The lead protagonist appears in the form of the statuesque January Lee, a privileged daughter from the upper echelons of a social system which imposes a brutal form of stratification upon its denizens. Time itself is used to divide the “haves” and “have nots”. Some worlds exist in a zone where time moves slowly and a lifetime lasts, well, a lifetime. Those less fortunate souls in the lottery of birth rite inhabit worlds where time moves quicker and life – birth, childhood, teen, adult, old age, death – is but a fleeting existence that is over in a day or so. The life of the blessed at the top of the pile however, is just as brutal and when January refuses to partake in bloodthirsty rituals on which her society is based, she becomes an outcast, roaming the galaxy and well, you know getting in to adventures and that.
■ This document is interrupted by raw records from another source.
//! `GuardianConfig`: process-wide settings loaded from a YAML file and
//! overridable by `GUARDIAN_*` environment variables, instance-namespaced
//! so more than one broker can run on a host (spec.md §3, §6 "Environment").

use std::path::PathBuf;
use std::str::FromStr;
use std::time::Duration;

use serde::{Deserialize, Serialize};

#[derive(Debug, Clone, PartialEq, Eq, Serialize, Deserialize)]
#[serde(deny_unknown_fields, default)]
pub struct GuardianConfig {
	pub instance_id: String,
	pub config_root: PathBuf,
	pub listen_addr: String,
	pub admin_listen_addr: String,
	pub realm: String,
	#[serde(with = "humantime_secs")]
	pub dial_timeout: Duration,
	#[serde(with = "humantime_secs")]
	pub idle_timeout: Duration,
	#[serde(with = "humantime_secs")]
	pub header_timeout: Duration,
	#[serde(with = "humantime_secs")]
	pub approval_timeout: Duration,
	pub wildcard_min_labels: usize,
	#[serde(with = "humantime_secs")]
	pub shutdown_timeout: Duration,
}

impl Default for GuardianConfig {
	fn default() -> Self {
		Self {
			instance_id: "default".to_string(),
			config_root: PathBuf::from("/etc/guardian"),
			listen_addr: "0.0.0.0:8443".to_string(),
			admin_listen_addr: "127.0.0.1:8444".to_string(),
			realm: "guardian".to_string(),
			dial_timeout: Duration::from_secs(30),
			idle_timeout: Duration::from_secs(300),
			header_timeout: Duration::from_secs(30),
			approval_timeout: Duration::from_secs(60),
			wildcard_min_labels: 3,
			shutdown_timeout: Duration::from_secs(30),
		}
	}
}

impl GuardianConfig {
	/// Loads from `path` if given, falling back to built-in defaults on a
	/// cold start with no file (spec.md §7 "ConfigLoad ... on cold start
	/// fall back to built-in defaults; log at warn"). Every field can
	/// then be overridden by a `GUARDIAN_<FIELD>` environment variable.
	/// Once `instance_id` is known, any of `config_root`/`listen_addr`/
	/// `admin_listen_addr` left at their un-namespaced defaults are
	/// derived from it, so two instances started with only
	/// `GUARDIAN_INSTANCE_ID` set can run side by side without colliding
	/// (spec.md §6 "Environment": "ports, hostnames, and directories are
	/// namespaced by it").
	pub fn load(path: Option<&std::path::Path>) -> anyhow::Result<Self> {
		let mut cfg = match path {
			Some(path) => match std::fs::read_to_string(path) {
				Ok(body) => serde_yaml::from_str(&body)?,
				Err(e) => {
					tracing::warn!("reading config {path:?} failed ({e}), using defaults");
					Self::default()
				},
			},
			None => Self::default(),
		};
		cfg.apply_env_overrides()?;
		cfg.namespace_by_instance();
		Ok(cfg)
	}

	/// Rewrites any still-default `config_root`/`listen_addr`/
	/// `admin_listen_addr` to fold in `instance_id`, unless the operator
	/// already chose an explicit value (file or env override) for that
	/// field. A no-op for the `"default"` instance.
	fn namespace_by_instance(&mut self) {
		let defaults = Self::default();
		if self.instance_id == defaults.instance_id {
			return;
		}
		if self.config_root == defaults.config_root {
			self.config_root = PathBuf::from(format!("{}-{}", defaults.config_root.display(), self.instance_id));
		}
		if self.listen_addr == defaults.listen_addr {
			self.listen_addr = namespaced_addr(&defaults.listen_addr, &self.instance_id);
		}
		if self.admin_listen_addr == defaults.admin_listen_addr {
			self.admin_listen_addr = namespaced_addr(&defaults.admin_listen_addr, &self.instance_id);
		}
	}

	fn apply_env_overrides(&mut self) -> anyhow::Result<()> {
		if let Some(v) = env_var("GUARDIAN_INSTANCE_ID")? {
			self.instance_id = v;
		}
		if let Some(v) = env_parse("GUARDIAN_CONFIG_ROOT")? {
			self.config_root = v;
		}
		if let Some(v) = env_var("GUARDIAN_LISTEN_ADDR")? {
			self.listen_addr = v;
		}
		if let Some(v) = env_var("GUARDIAN_ADMIN_LISTEN_ADDR")? {
			self.admin_listen_addr = v;
		}
		if let Some(v) = env_var("GUARDIAN_REALM")? {
			self.realm = v;
		}
		if let Some(v) = env_duration("GUARDIAN_DIAL_TIMEOUT")? {
			self.dial_timeout = v;
		}
		if let Some(v) = env_duration("GUARDIAN_IDLE_TIMEOUT")? {
			self.idle_timeout = v;
		}
		if let Some(v) = env_duration("GUARDIAN_HEADER_TIMEOUT")? {
			self.header_timeout = v;
		}
		if let Some(v) = env_duration("GUARDIAN_APPROVAL_TIMEOUT")? {
			self.approval_timeout = v;
		}
		if let Some(v) = env_parse("GUARDIAN_WILDCARD_MIN_LABELS")? {
			self.wildcard_min_labels = v;
		}
		if let Some(v) = env_duration("GUARDIAN_SHUTDOWN_TIMEOUT")? {
			self.shutdown_timeout = v;
		}
		Ok(())
	}

	pub fn decisions_dir(&self) -> PathBuf {
		self.config_root.join("decisions")
	}

	pub fn project_decisions_dir(&self) -> PathBuf {
		self.decisions_dir().join("projects")
	}

	pub fn config_dir(&self) -> PathBuf {
		self.config_root.join("config")
	}

	pub fn project_config_dir(&self) -> PathBuf {
		self.config_dir().join("projects")
	}

	pub fn tokens_dir(&self) -> PathBuf {
		self.config_root.join("tokens")
	}
}

/// Offsets `addr`'s port by a stable, deterministic hash of `instance_id`
/// (range 0..1000) so distinct instance ids fan out across distinct
/// ports without any coordination between operators.
fn namespaced_addr(addr: &str, instance_id: &str) -> String {
	let Some((host, port)) = addr.rsplit_once(':') else {
		return addr.to_string();
	};
	let Ok(port) = port.parse::<u16>() else {
		return addr.to_string();
	};
	let offset = (fnv1a(instance_id) % 1000) as u16;
	format!("{host}:{}", port.saturating_add(offset))
}

/// FNV-1a, used only to derive a stable port offset, not a cryptographic
/// hash and never used for anything security-relevant.
fn fnv1a(s: &str) -> u64 {
	let mut hash: u64 = 0xcbf29ce484222325;
	for b in s.bytes() {
		hash ^= b as u64;
		hash = hash.wrapping_mul(0x100000001b3);
	}
	hash
}

fn env_var(name: &str) -> anyhow::Result<Option<String>> {
	match std::env::var(name) {
		Ok(val) => Ok(Some(val)),
		Err(std::env::VarError::NotPresent) => Ok(None),
		Err(e) => Err(anyhow::anyhow!("invalid env var {name}: {e}")),
	}
}

fn env_parse<T: FromStr>(name: &str) -> anyhow::Result<Option<T>>
where
	<T as FromStr>::Err: std::error::Error + Send + Sync + 'static,
{
	env_var(name)?
		.map(|v| v.parse().map_err(|e: T::Err| anyhow::anyhow!("invalid env var {name}={v}: {e}")))
		.transpose()
}

fn env_duration(name: &str) -> anyhow::Result<Option<Duration>> {
	env_var(name)?
		.map(|v| duration_str::parse(&v).map_err(|e| anyhow::anyhow!("invalid env var {name}={v}: {e}")))
		.transpose()
}

/// Serializes a `Duration` as a plain integer number of seconds, the
/// same shape the config file and `duration-str` env overrides share.
mod humantime_secs {
	use super::Duration;
	use serde::{Deserialize, Deserializer, Serializer};

	pub fn serialize<S: Serializer>(value: &Duration, serializer: S) -> Result<S::Ok, S::Error> {
		serializer.serialize_u64(value.as_secs())
	}

	pub fn deserialize<'de, D: Deserializer<'de>>(deserializer: D) -> Result<Duration, D::Error> {
		let secs = u64::deserialize(deserializer)?;
		Ok(Duration::from_secs(secs))
	}
}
Escaping this dystopian utopia January encounters Jazzman, a mysterious fellow, who along with his army of winged mini minions, searches the air waves of the galaxy for long lost radio broadcasts which linger as a remnant of a long gone civilisation. It appears that there exists a black market of collectors who offer top dollar for such audio treasures. Enigmatically, every so often, the story slips back to early 20th Century America where these stray strands of radio sound bites are from and where the time hopping narrative throws up an intriguing thread: the ancient radio play that the pirates are harvesting for their paymasters seems to be the tale of Jazzman’s adventures. Is his story already written or is he writing a tale from eons back in time?  So far so weird …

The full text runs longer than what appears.